Media massa, sebagai bagian dari masyarakat sipil, juga punya peran besar dalam melaporkan maupun mengkritisi progres pembangunan sektor kelautan. Para jurnalis harus bisa memotret dengan baik inisiatif-inisiatif yang muncul dari pemerintah maupun komunitas lokal—baik berbasis teknologi maupun modal sosial, terutama di kawasan pesisir, yang berhasil menggerakkan ekonomi laut.
Produk jurnalistik yang baik akan mampu memberi pencerahan kepada publik tentang apa yang sudah dan sedang dilakukan oleh pemerintah, kalangan pengusaha, maupun masyarakat sipil dalam menjadikan laut sebagai sumber kesejahteraan dan pemersatu bangsa.

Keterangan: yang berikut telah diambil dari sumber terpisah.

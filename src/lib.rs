//! Client library for Apple's legacy binary push notification service.
//!
//! Two engines, both driven cooperatively by the host's main loop:
//!
//! - [`PushEngine`] delivers enhanced-format push packets over a
//!   persistent TLS connection, tracking every message through a
//!   send / stage / error queue lifecycle with retry, expiry, and
//!   out-of-band error-response handling.
//! - [`FeedbackEngine`] periodically drains the feedback service and
//!   surfaces device tokens that have become unreachable.
//!
//! Neither engine spawns threads or timers; call `run()` from your own
//! loop at whatever cadence suits you. All logging goes through the
//! [`tracing`] facade, so the host picks the subscriber.
//!
//! ```no_run
//! use apns_push::{Environment, Message, PushConfig, PushEngine};
//!
//! let config = PushConfig::for_environment(
//!     Environment::Production,
//!     "client-cert.pem",
//!     "client-key.pem",
//!     "/etc/ssl/certs",
//!     600,
//! );
//! let mut engine = PushEngine::new(config);
//!
//! let mut message = Message::new(
//!     "0102030405060708090a0b0c0d0e0f101112131415161718191a1b1c1d1e1f20",
//!     "You have a new message",
//! );
//! message.badge_number = 1;
//! message.sound_name = "default".to_string();
//! let id = engine.add(message)?;
//!
//! loop {
//!     engine.run();
//!     # break;
//!     // ... the rest of the host's main loop
//! }
//! # let _ = id;
//! # Ok::<(), apns_push::ApnsError>(())
//! ```

pub mod config;
pub mod error;
pub mod feedback;
pub mod message;
pub mod metrics;
pub mod payload;
pub mod push;
pub mod token;
pub mod transport;
pub mod wire;

pub use config::{Environment, FeedbackConfig, PushConfig};
pub use error::{ApnsError, ApnsResult, TransportError};
pub use feedback::{FeedbackEngine, FeedbackRecord};
pub use message::{ErrorStatus, Message};
pub use push::{PushEngine, PushStats};
pub use transport::{ReadStatus, TlsTransport, Transport, WriteStatus};
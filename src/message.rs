// ============================================================================
// Message Model
// ============================================================================

use crate::config::Environment;

/// Default bound on transmission attempts per message.
pub const DEFAULT_MAXIMUM_RETRIES: u32 = 2;

/// Default seconds a queued message stays deliverable before the engine
/// discards it.
pub const DEFAULT_EXPIRY: i64 = 3600;

/// Status byte from an APNS error response.
#[derive(Debug, Clone, Copy, PartialEq, Eq)]
pub enum ErrorStatus {
    /// Never actually sent by APNS; kept for parity with the wire table.
    NoErrors,
    ProcessingError,
    MissingDeviceToken,
    MissingTopic,
    MissingPayload,
    InvalidTokenSize,
    InvalidTopicSize,
    InvalidPayloadSize,
    InvalidToken,
    Unknown,
}

impl ErrorStatus {
    pub fn from_byte(status: u8) -> Self {
        match status {
            0 => ErrorStatus::NoErrors,
            1 => ErrorStatus::ProcessingError,
            2 => ErrorStatus::MissingDeviceToken,
            3 => ErrorStatus::MissingTopic,
            4 => ErrorStatus::MissingPayload,
            5 => ErrorStatus::InvalidTokenSize,
            6 => ErrorStatus::InvalidTopicSize,
            7 => ErrorStatus::InvalidPayloadSize,
            8 => ErrorStatus::InvalidToken,
            _ => ErrorStatus::Unknown,
        }
    }

    pub fn as_byte(&self) -> u8 {
        match self {
            ErrorStatus::NoErrors => 0,
            ErrorStatus::ProcessingError => 1,
            ErrorStatus::MissingDeviceToken => 2,
            ErrorStatus::MissingTopic => 3,
            ErrorStatus::MissingPayload => 4,
            ErrorStatus::InvalidTokenSize => 5,
            ErrorStatus::InvalidTopicSize => 6,
            ErrorStatus::InvalidPayloadSize => 7,
            ErrorStatus::InvalidToken => 8,
            ErrorStatus::Unknown => 255,
        }
    }

    pub fn as_str(&self) -> &'static str {
        match self {
            ErrorStatus::NoErrors => "NO ERRORS",
            ErrorStatus::ProcessingError => "PROCESSING ERROR",
            ErrorStatus::MissingDeviceToken => "MISSING DEVICE TOKEN",
            ErrorStatus::MissingTopic => "MISSING TOPIC",
            ErrorStatus::MissingPayload => "MISSING PAYLOAD",
            ErrorStatus::InvalidTokenSize => "INVALID TOKEN SIZE",
            ErrorStatus::InvalidTopicSize => "INVALID TOPIC SIZE",
            ErrorStatus::InvalidPayloadSize => "INVALID PAYLOAD SIZE",
            ErrorStatus::InvalidToken => "INVALID TOKEN",
            ErrorStatus::Unknown => "UNKNOWN",
        }
    }
}

/// One pending push notification.
///
/// The caller fills in the delivery options; `id`, `retries` and `error`
/// are managed by the engine that owns the message.
#[derive(Debug, Clone)]
pub struct Message {
    pub environment: Environment,
    /// 64 hex characters, case-insensitive, interior spaces allowed.
    pub device_token: String,
    /// User-visible alert body.
    pub text: String,
    /// Sound file key; empty means no sound.
    pub sound_name: String,
    /// Localized action-button caption; empty selects the bare alert form.
    pub action_key_caption: String,
    /// Badge count; negative leaves the badge untouched.
    pub badge_number: i32,
    /// Opaque caller identifier carried in the payload; empty omits it.
    pub custom_identifier: String,
    /// Bound on transmission attempts.
    pub max_retries: u32,
    /// Unix time after which the engine discards the message unsent.
    pub expiry: i64,
    id: u32,
    retries: u32,
    error: ErrorStatus,
}

impl Message {
    pub fn new(device_token: impl Into<String>, text: impl Into<String>) -> Self {
        Self {
            environment: Environment::Production,
            device_token: device_token.into(),
            text: text.into(),
            sound_name: String::new(),
            action_key_caption: String::new(),
            badge_number: -1,
            custom_identifier: String::new(),
            max_retries: DEFAULT_MAXIMUM_RETRIES,
            expiry: chrono::Utc::now().timestamp() + DEFAULT_EXPIRY,
            id: 0,
            retries: 0,
            error: ErrorStatus::NoErrors,
        }
    }

    /// Identifier assigned at enqueue; 0 until the message is added.
    pub fn id(&self) -> u32 {
        self.id
    }

    /// Transmission attempts so far.
    pub fn retries(&self) -> u32 {
        self.retries
    }

    /// APNS status from the last error response, `NoErrors` otherwise.
    pub fn error(&self) -> ErrorStatus {
        self.error
    }

    pub fn is_expired(&self, now: i64) -> bool {
        now > self.expiry
    }

    pub(crate) fn set_id(&mut self, id: u32) {
        self.id = id;
    }

    pub(crate) fn set_error(&mut self, error: ErrorStatus) {
        self.error = error;
    }

    /// Counts a transmission attempt. Returns false once the attempt
    /// budget is spent; the engine then discards the message.
    pub(crate) fn try_retry(&mut self) -> bool {
        self.retries += 1;
        self.retries <= self.max_retries
    }
}

#[cfg(test)]
mod tests {
    use super::*;

    #[test]
    fn test_error_status_round_trip() {
        for byte in [0u8, 1, 2, 3, 4, 5, 6, 7, 8, 255] {
            assert_eq!(ErrorStatus::from_byte(byte).as_byte(), byte);
        }
        // Unrecognized codes collapse to Unknown.
        assert_eq!(ErrorStatus::from_byte(42), ErrorStatus::Unknown);
    }

    #[test]
    fn test_retry_budget() {
        let mut msg = Message::new("ab", "hi");
        msg.max_retries = 2;

        assert!(msg.try_retry());
        assert_eq!(msg.retries(), 1);
        assert!(msg.try_retry());
        assert_eq!(msg.retries(), 2);
        assert!(!msg.try_retry());
    }

    #[test]
    fn test_expiry() {
        let mut msg = Message::new("ab", "hi");
        let now = chrono::Utc::now().timestamp();

        assert!(!msg.is_expired(now));
        msg.expiry = now - 1;
        assert!(msg.is_expired(now));
    }

    #[test]
    fn test_defaults() {
        let msg = Message::new("ab", "hi");
        assert_eq!(msg.badge_number, -1);
        assert_eq!(msg.max_retries, DEFAULT_MAXIMUM_RETRIES);
        assert_eq!(msg.error(), ErrorStatus::NoErrors);
        assert_eq!(msg.id(), 0);
    }
}
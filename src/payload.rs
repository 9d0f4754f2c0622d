use serde::Serialize;

use crate::error::ApnsError;
use crate::message::Message;

/// Hard APNS limit on the serialized payload.
pub const PAYLOAD_MAXIMUM_SIZE: usize = 256;

/// The JSON payload APNS expects.
///
/// Field order matters to nobody but the test suite, but serde keeps the
/// declaration order, which matches the documented shape:
///
/// ```json
/// {"aps":{"alert":{"body":"...","action-loc-key":"..."},
///         "sound":"...","badge":N},
///  "id":"..."}
/// ```
#[derive(Debug, Serialize)]
pub struct Payload<'a> {
    aps: Aps<'a>,
    #[serde(skip_serializing_if = "Option::is_none")]
    id: Option<&'a str>,
}

#[derive(Debug, Serialize)]
struct Aps<'a> {
    alert: Alert<'a>,
    #[serde(skip_serializing_if = "Option::is_none")]
    sound: Option<&'a str>,
    #[serde(skip_serializing_if = "Option::is_none")]
    badge: Option<i32>,
}

/// `alert` is a bare string unless a localized action caption asks for
/// the nested object form.
#[derive(Debug, Serialize)]
#[serde(untagged)]
enum Alert<'a> {
    Body(&'a str),
    Localized {
        body: &'a str,
        #[serde(rename = "action-loc-key")]
        action_loc_key: &'a str,
    },
}

impl<'a> Payload<'a> {
    pub fn for_message(message: &'a Message) -> Self {
        let alert = if message.action_key_caption.is_empty() {
            Alert::Body(&message.text)
        } else {
            Alert::Localized {
                body: &message.text,
                action_loc_key: &message.action_key_caption,
            }
        };

        Self {
            aps: Aps {
                alert,
                sound: (!message.sound_name.is_empty()).then_some(message.sound_name.as_str()),
                badge: (message.badge_number >= 0).then_some(message.badge_number),
            },
            id: (!message.custom_identifier.is_empty())
                .then_some(message.custom_identifier.as_str()),
        }
    }

    /// Serializes the payload, enforcing the 256-byte cap.
    pub fn to_bytes(&self) -> Result<Vec<u8>, ApnsError> {
        let bytes = serde_json::to_vec(self)?;
        if bytes.len() > PAYLOAD_MAXIMUM_SIZE {
            return Err(ApnsError::PayloadTooLarge {
                size: bytes.len(),
                limit: PAYLOAD_MAXIMUM_SIZE,
            });
        }
        Ok(bytes)
    }
}

#[cfg(test)]
mod tests {
    use super::*;

    fn build(message: &Message) -> String {
        let bytes = Payload::for_message(message).to_bytes().unwrap();
        String::from_utf8(bytes).unwrap()
    }

    #[test]
    fn test_minimal_payload_is_bare_alert() {
        let mut msg = Message::new("ab", "hi");
        msg.badge_number = 3;
        assert_eq!(build(&msg), r#"{"aps":{"alert":"hi","badge":3}}"#);
    }

    #[test]
    fn test_minimal_payload_size_matches_wire_expectation() {
        let mut msg = Message::new("ab", "hi");
        msg.badge_number = 3;
        assert_eq!(build(&msg).len(), 32);
    }

    #[test]
    fn test_full_payload_shape() {
        let mut msg = Message::new("ab", "hello");
        msg.action_key_caption = "View".to_string();
        msg.sound_name = "chime".to_string();
        msg.badge_number = 0;
        msg.custom_identifier = "order-17".to_string();
        assert_eq!(
            build(&msg),
            r#"{"aps":{"alert":{"body":"hello","action-loc-key":"View"},"sound":"chime","badge":0},"id":"order-17"}"#
        );
    }

    #[test]
    fn test_negative_badge_is_omitted() {
        let msg = Message::new("ab", "hi");
        assert_eq!(build(&msg), r#"{"aps":{"alert":"hi"}}"#);
    }

    #[test]
    fn test_text_is_json_escaped() {
        let msg = Message::new("ab", "a\"b\\c\nd\te\u{1}");
        assert_eq!(
            build(&msg),
            "{\"aps\":{\"alert\":\"a\\\"b\\\\c\\nd\\te\\u0001\"}}"
        );
    }

    #[test]
    fn test_payload_over_256_bytes_is_rejected() {
        let mut msg = Message::new("ab", "A".repeat(300));
        msg.badge_number = 0;
        let err = Payload::for_message(&msg).to_bytes().unwrap_err();
        assert!(matches!(
            err,
            ApnsError::PayloadTooLarge { size: _, limit: PAYLOAD_MAXIMUM_SIZE }
        ));
    }

    #[test]
    fn test_payload_at_exactly_256_bytes_is_accepted() {
        // {"aps":{"alert":"..."}} wraps the body in 20 bytes of structure.
        let mut msg = Message::new("ab", "A".repeat(PAYLOAD_MAXIMUM_SIZE - 20));
        msg.badge_number = -1;
        let bytes = Payload::for_message(&msg).to_bytes().unwrap();
        assert_eq!(bytes.len(), PAYLOAD_MAXIMUM_SIZE);
    }
}
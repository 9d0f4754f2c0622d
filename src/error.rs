use thiserror::Error;

pub type ApnsResult<T> = Result<T, ApnsError>;

/// Errors surfaced by the push and feedback engines.
///
/// Internal delivery failures (connect refused, APNS rejections, retry
/// exhaustion) never show up here; they are reflected in log events,
/// counters and per-message error statuses instead.
#[derive(Error, Debug)]
pub enum ApnsError {
    // ===== Message Validation =====
    #[error("invalid device token: {0}")]
    InvalidToken(String),

    #[error("payload of {size} bytes exceeds the {limit} byte maximum")]
    PayloadTooLarge { size: usize, limit: usize },

    // ===== Serialization =====
    #[error("JSON error: {0}")]
    Json(#[from] serde_json::Error),

    // ===== Transport =====
    #[error("transport error: {0}")]
    Transport(#[from] TransportError),
}

/// TLS transport failure taxonomy.
///
/// Everything here leaves the transport in a clean not-connected state;
/// the engine's next tick decides whether to retry.
#[derive(Error, Debug)]
pub enum TransportError {
    // ===== Context Initialization =====
    #[error("failed to read CA path ({path}): {source}")]
    CaPath {
        path: String,
        source: std::io::Error,
    },

    #[error("no usable CA certificates under {0}")]
    EmptyCaStore(String),

    #[error("cannot use certificate file ({path}): {source}")]
    Certificate {
        path: String,
        source: std::io::Error,
    },

    #[error("no certificates found in {0}")]
    EmptyCertificate(String),

    #[error("cannot use private key ({path}): {source}")]
    PrivateKey {
        path: String,
        source: std::io::Error,
    },

    #[error("no private key found in {0}")]
    MissingPrivateKey(String),

    #[error("private key does not match the certificate public key: {0}")]
    KeyMismatch(rustls::Error),

    // ===== Connection Establishment =====
    #[error("could not resolve {0} to an IPv4 address")]
    Dns(String),

    #[error("invalid server name: {0}")]
    ServerName(String),

    #[error("could not connect to {host}:{port}: {source}")]
    Connect {
        host: String,
        port: u16,
        source: std::io::Error,
    },

    #[error("TLS handshake with {host}:{port} failed: {source}")]
    Handshake {
        host: String,
        port: u16,
        source: std::io::Error,
    },

    // ===== Established Connection =====
    #[error("TLS error: {0}")]
    Tls(#[from] rustls::Error),

    #[error("I/O error: {0}")]
    Io(#[from] std::io::Error),
}
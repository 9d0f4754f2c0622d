//! Device token conversion between the 64-character hex form exchanged
//! with application servers and the 32-byte binary form APNS frames carry.

use crate::error::ApnsError;

/// Binary size of a device token on the wire.
pub const DEVICE_TOKEN_LEN: usize = 32;

/// Parses a hex device token into its 32-byte binary form.
///
/// Interior spaces are tolerated (tokens are often copied out of logs
/// with group separators). Anything else that is not a hex digit, or a
/// decoded length other than 32 bytes, is rejected.
pub fn hex_to_binary(token: &str) -> Result<[u8; DEVICE_TOKEN_LEN], ApnsError> {
    let mut out = [0u8; DEVICE_TOKEN_LEN];
    let mut nibbles = token.chars().filter(|c| *c != ' ');
    let mut len = 0;

    loop {
        let hi = match nibbles.next() {
            Some(c) => c,
            None => break,
        };
        let lo = nibbles.next().ok_or_else(|| {
            ApnsError::InvalidToken(format!("odd number of hex digits in '{token}'"))
        })?;

        if len == DEVICE_TOKEN_LEN {
            return Err(ApnsError::InvalidToken(format!(
                "token '{token}' is longer than {DEVICE_TOKEN_LEN} bytes"
            )));
        }

        let hi = hi.to_digit(16).ok_or_else(|| {
            ApnsError::InvalidToken(format!("non-hex character '{hi}' in '{token}'"))
        })?;
        let lo = lo.to_digit(16).ok_or_else(|| {
            ApnsError::InvalidToken(format!("non-hex character '{lo}' in '{token}'"))
        })?;

        out[len] = ((hi << 4) | lo) as u8;
        len += 1;
    }

    if len != DEVICE_TOKEN_LEN {
        return Err(ApnsError::InvalidToken(format!(
            "token '{token}' decodes to {len} bytes, expected {DEVICE_TOKEN_LEN}"
        )));
    }

    Ok(out)
}

/// Lowercase hex form of a binary device token, no separators.
pub fn binary_to_hex(bytes: &[u8]) -> String {
    hex::encode(bytes)
}

/// Renders raw wire bytes for diagnostics: printable ASCII passes
/// through, everything else becomes a `\xNN` escape.
pub fn safe_print(bytes: &[u8]) -> String {
    let mut out = String::with_capacity(bytes.len());
    for &b in bytes {
        if (0x20..=0x7e).contains(&b) {
            out.push(b as char);
        } else {
            out.push_str(&format!("\\x{b:02x}"));
        }
    }
    out
}

#[cfg(test)]
mod tests {
    use super::*;

    const TOKEN: &str = "0102030405060708090a0b0c0d0e0f101112131415161718191a1b1c1d1e1f20";

    #[test]
    fn test_hex_to_binary_round_trip() {
        let binary = hex_to_binary(TOKEN).unwrap();
        assert_eq!(binary[0], 0x01);
        assert_eq!(binary[31], 0x20);
        assert_eq!(binary_to_hex(&binary), TOKEN);
    }

    #[test]
    fn test_hex_to_binary_strips_spaces() {
        let spaced = "0102030405060708 090a0b0c0d0e0f10 1112131415161718 191a1b1c1d1e1f20";
        let binary = hex_to_binary(spaced).unwrap();
        assert_eq!(binary_to_hex(&binary), TOKEN);
    }

    #[test]
    fn test_hex_to_binary_is_case_insensitive() {
        let upper = TOKEN.to_uppercase();
        let binary = hex_to_binary(&upper).unwrap();
        assert_eq!(binary_to_hex(&binary), TOKEN);
    }

    #[test]
    fn test_hex_to_binary_rejects_short_token() {
        assert!(hex_to_binary("0102").is_err());
    }

    #[test]
    fn test_hex_to_binary_rejects_long_token() {
        let long = format!("{TOKEN}ff");
        assert!(hex_to_binary(&long).is_err());
    }

    #[test]
    fn test_hex_to_binary_rejects_odd_length() {
        let odd = &TOKEN[..63];
        assert!(hex_to_binary(odd).is_err());
    }

    #[test]
    fn test_hex_to_binary_rejects_non_hex() {
        let bad = format!("zz{}", &TOKEN[2..]);
        assert!(hex_to_binary(&bad).is_err());
    }

    #[test]
    fn test_safe_print_escapes_non_printable() {
        assert_eq!(safe_print(b"abc"), "abc");
        assert_eq!(safe_print(&[0x01, b'A', 0xff]), "\\x01A\\xff");
    }
}
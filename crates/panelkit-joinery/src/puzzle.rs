//! Seeded jigsaw-style piece generation.
//!
//! Subdivides a rectangle into interlocking pieces: one closed border
//! outline plus a set of open cut lines, one per interior row and column
//! boundary. Every knob follows Draradech's ten-control-point Bézier
//! construction, with knob side and jitter drawn from an explicit [`SeedRng`]
//! so identical parameters and seed reproduce byte-identical geometry.

use std::f64::consts::PI;

use panelkit_core::{clamp_count, clamp_param, Point, Polygon};
use serde::{Deserialize, Serialize};
use tracing::{debug, warn};

use crate::finger::push_unique_point;
use crate::rng::SeedRng;

/// Pieces smaller than this per axis are hard to cut and handle.
const MIN_PIECE_SIZE_MM: f64 = 15.0;

/// Segments per cubic Bézier when flattening knob curves.
const BEZIER_STEPS: u32 = 10;

#[derive(Debug, Clone, PartialEq, Serialize, Deserialize)]
pub struct PieceGridParams {
    pub width_mm: f64,
    pub height_mm: f64,
    pub rows: u32,
    pub columns: u32,
    /// Knob size as a percentage of the piece dimension.
    pub knob_size_pct: f64,
    /// Random displacement of cut lines and knob shapes, percent.
    pub jitter_pct: f64,
    pub corner_radius_mm: f64,
    pub seed: u64,
}

impl Default for PieceGridParams {
    fn default() -> Self {
        Self {
            width_mm: 200.0,
            height_mm: 150.0,
            rows: 4,
            columns: 5,
            knob_size_pct: 20.0,
            jitter_pct: 4.0,
            corner_radius_mm: 2.0,
            seed: 1,
        }
    }
}

impl PieceGridParams {
    fn sanitize(&mut self, notes: &mut Vec<String>) {
        self.width_mm = clamp_param("width", self.width_mm, 50.0, 2000.0, notes);
        self.height_mm = clamp_param("height", self.height_mm, 50.0, 2000.0, notes);
        self.rows = clamp_count("rows", self.rows, 2, 20, notes);
        self.columns = clamp_count("columns", self.columns, 2, 20, notes);
        self.knob_size_pct = clamp_param("knob size", self.knob_size_pct, 10.0, 30.0, notes);
        self.jitter_pct = clamp_param("jitter", self.jitter_pct, 0.0, 13.0, notes);
        self.corner_radius_mm =
            clamp_param("corner radius", self.corner_radius_mm, 0.0, 10.0, notes);
    }
}

/// Result of one generation run.
#[derive(Debug, Clone, PartialEq, Serialize, Deserialize)]
pub struct PieceGrid {
    /// Closed outer border.
    pub border: Polygon,
    /// Open interior cut lines, one per row/column boundary.
    pub cuts: Vec<Vec<Point>>,
    pub warnings: Vec<String>,
}

/// Generates the border and interior cut lines for a piece grid.
pub fn generate_pieces(params: &PieceGridParams) -> PieceGrid {
    let mut warnings = Vec::new();
    let mut params = params.clone();
    params.sanitize(&mut warnings);

    let piece_w = params.width_mm / params.columns as f64;
    let piece_h = params.height_mm / params.rows as f64;
    if piece_w < MIN_PIECE_SIZE_MM || piece_h < MIN_PIECE_SIZE_MM {
        warn!(piece_w, piece_h, "pieces very small");
        warnings.push(format!(
            "Pieces very small ({:.1} x {:.1}mm); cutting and handling below {:.0}mm is unreliable",
            piece_w, piece_h, MIN_PIECE_SIZE_MM
        ));
    }

    let mut rng = SeedRng::new(params.seed);
    let t = params.knob_size_pct / 200.0;
    let j = params.jitter_pct / 100.0;

    let border = border_outline(params.width_mm, params.height_mm, params.corner_radius_mm);

    let mut cuts = Vec::new();
    for col in 1..params.columns {
        let jitter = piece_w * j;
        let x = col as f64 * piece_w + rng.uniform(-jitter, jitter);
        let mut path = vec![Point::new(x, 0.0)];
        for row in 0..params.rows {
            let y0 = row as f64 * piece_h;
            let flip = rng.chance();
            for (along, across) in knob_profile(&mut rng, t, j, flip) {
                path.push(Point::new(x + across * piece_w, y0 + along * piece_h));
            }
        }
        cuts.push(path);
    }
    for row in 1..params.rows {
        let jitter = piece_h * j;
        let y = row as f64 * piece_h + rng.uniform(-jitter, jitter);
        let mut path = vec![Point::new(0.0, y)];
        for col in 0..params.columns {
            let x0 = col as f64 * piece_w;
            let flip = rng.chance();
            for (along, across) in knob_profile(&mut rng, t, j, flip) {
                path.push(Point::new(x0 + along * piece_w, y + across * piece_h));
            }
        }
        cuts.push(path);
    }

    debug!(
        columns = params.columns,
        rows = params.rows,
        cuts = cuts.len(),
        seed = params.seed,
        "generated piece grid"
    );
    PieceGrid {
        border,
        cuts,
        warnings,
    }
}

/// One knob in normalized cut coordinates: `along` runs 0..1 across the
/// piece, `across` is the sideways excursion as a fraction of the
/// perpendicular piece dimension. Draradech's construction: ten control
/// points forming three cubic Béziers, five jitter draws per knob.
fn knob_profile(rng: &mut SeedRng, t: f64, j: f64, flip: bool) -> Vec<(f64, f64)> {
    let a = rng.uniform(-j, j);
    let b = rng.uniform(-j, j);
    let c = rng.uniform(-j, j);
    let d = rng.uniform(-j, j);
    let e = rng.uniform(-j, j);
    let sign = if flip { -1.0 } else { 1.0 };

    let p = |along: f64, across: f64| (along, across * sign);
    let p0 = p(0.0, 0.0);
    let p1 = p(0.2, a);
    let p2 = p(0.5 + b + d, -t + c);
    let p3 = p(0.5 - t + b, t + c);
    let p4 = p(0.5 - 2.0 * t + b - d, 3.0 * t + c);
    let p5 = p(0.5 + 2.0 * t + b - d, 3.0 * t + c);
    let p6 = p(0.5 + t + b, t + c);
    let p7 = p(0.5 + b + d, -t + c);
    let p8 = p(0.8, e);
    let p9 = p(1.0, 0.0);

    let mut out = Vec::with_capacity(3 * BEZIER_STEPS as usize);
    flatten_cubic(p0, p1, p2, p3, &mut out);
    flatten_cubic(p3, p4, p5, p6, &mut out);
    flatten_cubic(p6, p7, p8, p9, &mut out);
    out
}

fn flatten_cubic(
    p0: (f64, f64),
    p1: (f64, f64),
    p2: (f64, f64),
    p3: (f64, f64),
    out: &mut Vec<(f64, f64)>,
) {
    for i in 1..=BEZIER_STEPS {
        let t = i as f64 / BEZIER_STEPS as f64;
        let mt = 1.0 - t;
        let (t2, t3) = (t * t, t * t * t);
        let (mt2, mt3) = (mt * mt, mt * mt * mt);
        out.push((
            mt3 * p0.0 + 3.0 * mt2 * t * p1.0 + 3.0 * mt * t2 * p2.0 + t3 * p3.0,
            mt3 * p0.1 + 3.0 * mt2 * t * p1.1 + 3.0 * mt * t2 * p2.1 + t3 * p3.1,
        ));
    }
}

/// Rectangular border, optionally with quarter-circle corners approximated
/// by four segments each.
fn border_outline(w: f64, h: f64, r: f64) -> Polygon {
    if r <= 0.0 {
        return Polygon::rect(0.0, 0.0, w, h);
    }
    let steps = 4;
    // The arc's first sample coincides with the straight-segment point
    // already pushed, so sampling starts one step in; remaining
    // near-coincident vertices are merged on the way in.
    let arc = |points: &mut Vec<Point>, cx: f64, cy: f64, start: f64| {
        for i in 1..=steps {
            let angle = start + (i as f64 / steps as f64) * PI / 2.0;
            push_unique_point(points, Point::new(cx + r * angle.cos(), cy + r * angle.sin()));
        }
    };

    let mut points = vec![Point::new(r, 0.0)];
    push_unique_point(&mut points, Point::new(w - r, 0.0));
    arc(&mut points, w - r, r, -PI / 2.0);
    push_unique_point(&mut points, Point::new(w, h - r));
    arc(&mut points, w - r, h - r, 0.0);
    push_unique_point(&mut points, Point::new(r, h));
    arc(&mut points, r, h - r, PI / 2.0);
    push_unique_point(&mut points, Point::new(0.0, r));
    arc(&mut points, r, r, PI);
    // The last arc lands back on the first point; the outline stays
    // implicitly closed.
    if let (Some(last), Some(first)) = (points.last().copied(), points.first().copied()) {
        if last.distance_to(&first) < 0.01 {
            points.pop();
        }
    }
    Polygon::new(points)
}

Dari sini, maka masyarakat tak gampang jatuh pada disinformasi yang berpotensi meretakkan kesatuan Indonesia. Untuk itu, membekali generasi muda dengan literasi kelautan dan melatih mereka dengan tradisi bahari adalah hal yang harus dikerjakan secara terus menerus. Sehingga di masa depan, kita benar-benar menganggap laut sebagai samudera kesejahteraan bagi seluruh bangsa.